There have been concerns on the long term effects of fertility treatments on our bodies. While there is not much concrete evidence, it is important to stay informed and listen to stories that may be worth hearing. Today, we wanted to share an article/post that was in our most recent e-newsletter...
JJ blogged about her infertility journey for five years at Reproductive Jeans. Now a retired blog, she is and will forever remain connected to the infertility community. You can also find her over at twitter: @reprojeans
Here's her story about infertility and how it relates to her current cancer treatment.
For what seemed like an eternity, this was my life: A dash of IUI, peppered with IVF (x2), add a side of ICSI, covered in FET. This recipe of treatments was our life for 2.5 years as we went through a multitude of procedures/tests/needle jabs due to male factor infertility in hopes to pass on our family "jeans". Then, in February 2009, our miracle was born - a healthy baby boy, who is now a very active and loved 3 1/2 year old!
About a year after I had O-man, I started to experience some unique health issues - I suddenly became allergic to kiwi, strawberries and latex, I developed a skin condition called Bowen's disease, I had a large mole removed (carcinoma) from my pelvic bone, a cyst on my head developed and began to cause blood flow restriction and blurred vision, and a severe B12 deficiency that required injections and beta blockers for my heart. Most recently in May of 2012, I was diagnosed with Stage 2C malignant melanoma. I may be able to contend for the world record for amount of time spent in waiting rooms and doctor's offices.

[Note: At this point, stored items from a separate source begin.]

#![cfg_attr(feature = "fail-on-warnings", deny(warnings))]
#![warn(clippy::all, clippy::pedantic, clippy::nursery, clippy::cargo)]
#![allow(clippy::multiple_crate_versions, clippy::cargo_common_metadata)]

//! Renderings of scored zones for downstream consumers.
//!
//! - [`write_csv`]: one flat row per zone, for spreadsheets.
//! - [`to_feature_collection`]: `GeoJSON` points for map layers.
//! - [`render_zone_sheet`]: a plain-text summary of a single zone.

pub mod map;
pub mod sheet;

use std::io::Write;

use serde::Serialize;
use zone_priority_zone_models::ScoredZone;

pub use map::to_feature_collection;
pub use sheet::render_zone_sheet;

/// Errors that can occur while exporting.
#[derive(Debug, thiserror::Error)]
pub enum ExportError {
    /// I/O error (file write).
    #[error("I/O error: {0}")]
    Io(#[from] std::io::Error),

    /// CSV writing failed.
    #[error("CSV error: {0}")]
    Csv(#[from] csv::Error),

    /// JSON serialization failed.
    #[error("JSON error: {0}")]
    Json(#[from] serde_json::Error),
}

/// Flat CSV row. Nested structs cannot be written by `csv`.
#[derive(Debug, Serialize)]
struct ZoneRow<'a> {
    rank: u32,
    name: &'a str,
    #[serde(rename = "type")]
    zone_type: &'a str,
    population: u64,
    has_education_site: bool,
    education_site_connected: bool,
    average_speed_mbps: f64,
    internet_penetration: f64,
    population_density: f64,
    latitude: f64,
    longitude: f64,
    education_bonus: f64,
    normalized_population: f64,
    normalized_inverse_connectivity: f64,
    education_component: f64,
    population_component: f64,
    connectivity_component: f64,
    priority_score: f64,
    priority_tier: &'a str,
}

impl<'a> From<&'a ScoredZone> for ZoneRow<'a> {
    fn from(scored: &'a ScoredZone) -> Self {
        let zone = &scored.zone;
        Self {
            rank: scored.rank,
            name: &zone.name,
            zone_type: zone.zone_type.as_ref(),
            population: zone.population,
            has_education_site: zone.has_education_site,
            education_site_connected: zone.education_site_connected,
            average_speed_mbps: zone.average_speed_mbps,
            internet_penetration: zone.internet_penetration,
            population_density: zone.population_density,
            latitude: zone.location.latitude,
            longitude: zone.location.longitude,
            education_bonus: scored.education_bonus,
            normalized_population: scored.normalized_population,
            normalized_inverse_connectivity: scored.normalized_inverse_connectivity,
            education_component: scored.components.education,
            population_component: scored.components.population,
            connectivity_component: scored.components.connectivity,
            priority_score: scored.priority_score,
            priority_tier: scored.priority_tier.as_ref(),
        }
    }
}

/// Writes one CSV row per zone, in the order given, with a header row.
///
/// # Errors
///
/// Returns [`ExportError`] if writing to `writer` fails.
pub fn write_csv<'a, W, I>(writer: W, zones: I) -> Result<(), ExportError>
where
    W: Write,
    I: IntoIterator<Item = &'a ScoredZone>,
{
    let mut wtr = csv::Writer::from_writer(writer);
    let mut count = 0_usize;

    for scored in zones {
        wtr.serialize(ZoneRow::from(scored))?;
        count += 1;
    }

    wtr.flush()?;
    log::debug!("Wrote {count} CSV rows");

    Ok(())
}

I consider myself pretty well versed and knowledgeable at this point about a lot of medical "stuff" - but I am in no way qualified to say with 100% certainty that the issues above are in direct correlation with the multitude of synthetic hormones plus the other concoctions of drugs I took (medically prescribed, of course) for 2+ years. However....there's a lot of medical professionals that I am seen by right now who support the theory that those hormones/drugs did in some form and fashion, play a role in the above medical issues.
So now that I've confused you....
Basically, my body did not like those hormones one bit. While it is probable that I would have dealt with some variation of the medical issues I've mentioned, it's the consensus of ALL of my doctor's (and I have a lot right now) that my fertility treatments have wreaked havoc on my body. I do worry about the medical studies that will come out 5, 10, 20 years from now linking more and more cancers to women/men who have gone through fertility treatments.
Would I personally change my journey?
I have an amazing little boy who was worth every injection, every doctor visit then and now. While it's not something I would LIKE to be going through, I am thankful for my doctor's and the medical treatments that are available to me. My hope is that with continued monitoring and care, my body will settle down and allow me to heal physically and mentally. It's felt like I haven't had a chance to really heal from the emotions from my infertility journey and now along with these health issues, my mental health is in turmoil. So I am taking steps to make sure that part is treated with TLC, too! I surround myself with my loving friends and family, and have made the decision to go to counseling. I am thankful for all the resources that are available to me - and I hope to start blogging again, too. That's always been therapy for me!
In closing, while October is National Breast Cancer Awareness Month, please remember and reach out to those you know and love who are dealing with any type of cancer.